Brilliant, that “logical philandering”—reducing logic to the object of casual off-hours flirting, hardly serious. Williams: “The nascent instincts are the feelers into new territory—even Einstein has recently acknowledged or stated that. Deductive reasoning is in the main useless to us today or if not useless at least secondary in value.” Out of Williams’s rather giddy 1921 “St. Francis Einstein of the Daffodils” (a poem considerably revised some fifteen years later):
April Einstein
through the blossomy waters
rebellious, laughing
under liberty’s dead arm
has come among the daffodils
that flowers and men
were created
relatively equal.
Oldfashioned knowledge is
dead under the blossoming peachtrees.
Einstein in Berlin, in 1929, replying to a query by one George Sylvester Viereck—poet, journalist, Nazi apologist, friend of Nikola Tesla, and father of U. S. poet and Conservative nobodaddy Peter Viereck—regarding the fons et origo of Einstein’s theories, Viereck asking “How do you account for your discoveries? Through intuition or inspiration?” Einstein:
Both. I sometimes feel I am right, but do not know it. When two expeditions of scientists went to test my theory I was convinced they would confirm my theory. I wasn’t surprised when the results confirmed my intuition, but I would have been surprised had I been wrong. I’m enough of an artist to draw freely on my imagination, which I think is more important than knowledge. Knowledge is limited. Imagination encircles the world.
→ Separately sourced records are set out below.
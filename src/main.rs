#![forbid(unsafe_code)]

//! `bot-supervisor`: worker process supervisor daemon.
//!
//! Loads configuration, connects to the control plane, discovers and
//! supervises the workers under the configured root, and runs the crash
//! monitor, heartbeat, command and file-change loops until a shutdown
//! signal arrives.

use std::fs::OpenOptions;
use std::path::PathBuf;
use std::sync::Arc;

use clap::{Parser, ValueEnum};
use tokio::sync::mpsc;
use tracing::{error, info, warn};
use tracing_subscriber::fmt::writer::{BoxMakeWriter, MakeWriterExt};
use tracing_subscriber::{fmt, EnvFilter};

use bot_supervisor::config::{GlobalConfig, DEFAULT_CONFIG_PATH};
use bot_supervisor::control::client::ControlPlaneClient;
use bot_supervisor::control::{ArtifactSource, Uplink};
use bot_supervisor::supervisor::{commands, heartbeat, monitor};
use bot_supervisor::supervisor::{Supervisor, SupervisorSettings, Timings};
use bot_supervisor::sync::ArtifactSynchronizer;
use bot_supervisor::watcher::ChangeWatcher;
use bot_supervisor::{AppError, Result};

/// Capacity of the inbound control command queue.
const COMMAND_QUEUE: usize = 32;

#[derive(Debug, Copy, Clone, Eq, PartialEq, ValueEnum)]
enum LogFormat {
    Text,
    Json,
}

#[derive(Debug, Parser)]
#[command(name = "bot-supervisor", about = "Worker process supervisor", version, long_about = None)]
struct Cli {
    /// Path to the TOML configuration file; created with defaults if missing.
    #[arg(long, default_value = DEFAULT_CONFIG_PATH)]
    config: PathBuf,

    /// Log output format (text or json).
    #[arg(long, value_enum, default_value_t = LogFormat::Text)]
    log_format: LogFormat,

    /// Also append log output to this file.
    #[arg(long)]
    log_file: Option<PathBuf>,

    /// Override the configured workers directory.
    #[arg(long)]
    workers_dir: Option<PathBuf>,
}

fn main() {
    let args = Cli::parse();
    if let Err(err) = init_tracing(args.log_format, args.log_file.as_ref()) {
        eprintln!("Error: {err}");
        std::process::exit(1);
    }
    info!("bot-supervisor bootstrap");

    let result = tokio::runtime::Builder::new_multi_thread()
        .enable_all()
        .build()
        .map_err(|err| AppError::Config(format!("failed to build tokio runtime: {err}")))
        .and_then(|runtime| runtime.block_on(run(args)));

    if let Err(err) = result {
        error!(%err, "bot-supervisor failed");
        std::process::exit(1);
    }
}

async fn run(args: Cli) -> Result<()> {
    // ── Load configuration ──────────────────────────────
    let mut config = GlobalConfig::load_or_init(&args.config)?;
    if let Some(dir) = args.workers_dir {
        config.bot.directory = dir;
    }
    info!(
        server = %config.server.url,
        workers = %config.bot.directory.display(),
        host = %config.system.name,
        "configuration loaded"
    );

    // ── Control-plane channel ───────────────────────────
    let (command_tx, command_rx) = mpsc::channel(COMMAND_QUEUE);
    let client = ControlPlaneClient::start(&config.server.url, config.system.name.clone(), command_tx)?;
    let api: Arc<dyn ArtifactSource> = Arc::new(client.api().clone());
    let uplink: Arc<dyn Uplink> = client;

    // ── Supervisor and initial discovery ────────────────
    let supervisor = Arc::new(Supervisor::new(
        SupervisorSettings::from_config(&config),
        Timings::default(),
        uplink,
    ));
    match supervisor.discover().await {
        Ok(report) => info!(total = report.total, "initial discovery complete"),
        Err(err) => warn!(%err, "initial discovery failed"),
    }
    if config.bot.start_on_boot {
        let started = supervisor.start_all().await;
        info!(started, "workers started on boot");
    }

    // ── Change watcher ──────────────────────────────────
    let (change_tx, change_rx) = mpsc::unbounded_channel();
    match ChangeWatcher::start(&config.bot.directory, &config.bot.script_extension, change_tx) {
        Ok(watcher) => supervisor.attach_watcher(watcher),
        Err(err) => warn!(%err, "change watcher unavailable; file edits will not restart workers"),
    }

    // ── Background loops ────────────────────────────────
    let synchronizer = Arc::new(ArtifactSynchronizer::new(api, Arc::clone(&supervisor)));
    let monitor_handle = monitor::spawn_crash_monitor(Arc::clone(&supervisor));
    let heartbeat_handle =
        heartbeat::spawn_heartbeat(Arc::clone(&supervisor), config.heartbeat_interval());
    let command_handle =
        commands::spawn_command_loop(Arc::clone(&supervisor), synchronizer, command_rx);
    let restart_handle = commands::spawn_restart_consumer(Arc::clone(&supervisor), change_rx);
    info!("bot-supervisor ready");

    // ── Wait for shutdown signal ────────────────────────
    shutdown_signal().await;
    info!("shutdown signal received");
    supervisor.shutdown().await;

    let _ = tokio::join!(monitor_handle, heartbeat_handle, command_handle, restart_handle);
    info!("bot-supervisor shut down");
    Ok(())
}

async fn shutdown_signal() {
    let ctrl_c = tokio::signal::ctrl_c();

    #[cfg(unix)]
    {
        match tokio::signal::unix::signal(tokio::signal::unix::SignalKind::terminate()) {
            Ok(mut sigterm) => {
                tokio::select! {
                    _ = ctrl_c => {}
                    _ = sigterm.recv() => {}
                }
            }
            Err(err) => {
                warn!(%err, "failed to register SIGTERM handler, using ctrl-c only");
                let _ = ctrl_c.await;
            }
        }
    }

    #[cfg(not(unix))]
    {
        if let Err(err) = ctrl_c.await {
            error!(%err, "ctrl-c signal handler failed");
        }
    }
}

fn init_tracing(log_format: LogFormat, log_file: Option<&PathBuf>) -> Result<()> {
    let env_filter = EnvFilter::try_from_default_env().unwrap_or_else(|_| EnvFilter::new("info"));

    let writer = match log_file {
        Some(path) => {
            let file = OpenOptions::new()
                .create(true)
                .append(true)
                .open(path)
                .map_err(|err| {
                    AppError::Config(format!("cannot open log file {}: {err}", path.display()))
                })?;
            BoxMakeWriter::new(std::io::stdout.and(Arc::new(file)))
        }
        None => BoxMakeWriter::new(std::io::stdout),
    };

    let subscriber = fmt()
        .with_env_filter(env_filter)
        .with_writer(writer)
        .with_ansi(log_file.is_none());

    match log_format {
        LogFormat::Text => subscriber
            .try_init()
            .map_err(|err| AppError::Config(format!("failed to init tracing: {err}")))?,
        LogFormat::Json => subscriber
            .json()
            .try_init()
            .map_err(|err| AppError::Config(format!("failed to init tracing: {err}")))?,
    }

    Ok(())
}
A bromide? Or a bromide only in any other setting? I think of Williams’s lines (Spring and All), that reverie of—
      A world detached from the necessity of recording it, sufficient to itself, removed from him (as it most certainly is) with which he has bitter and delicious relations and from which he is independent—moving at will from one thing to another—as he pleases, unbound—complete

      and the unique proof of this is the work of the imagination not “like” anything but transfused with the same forces which transfuse the earth—at least one small part of them.
Forces assuredly akin to “that divine and rightly-whispering voice” offering up, detached, its “starry and unwithering” world.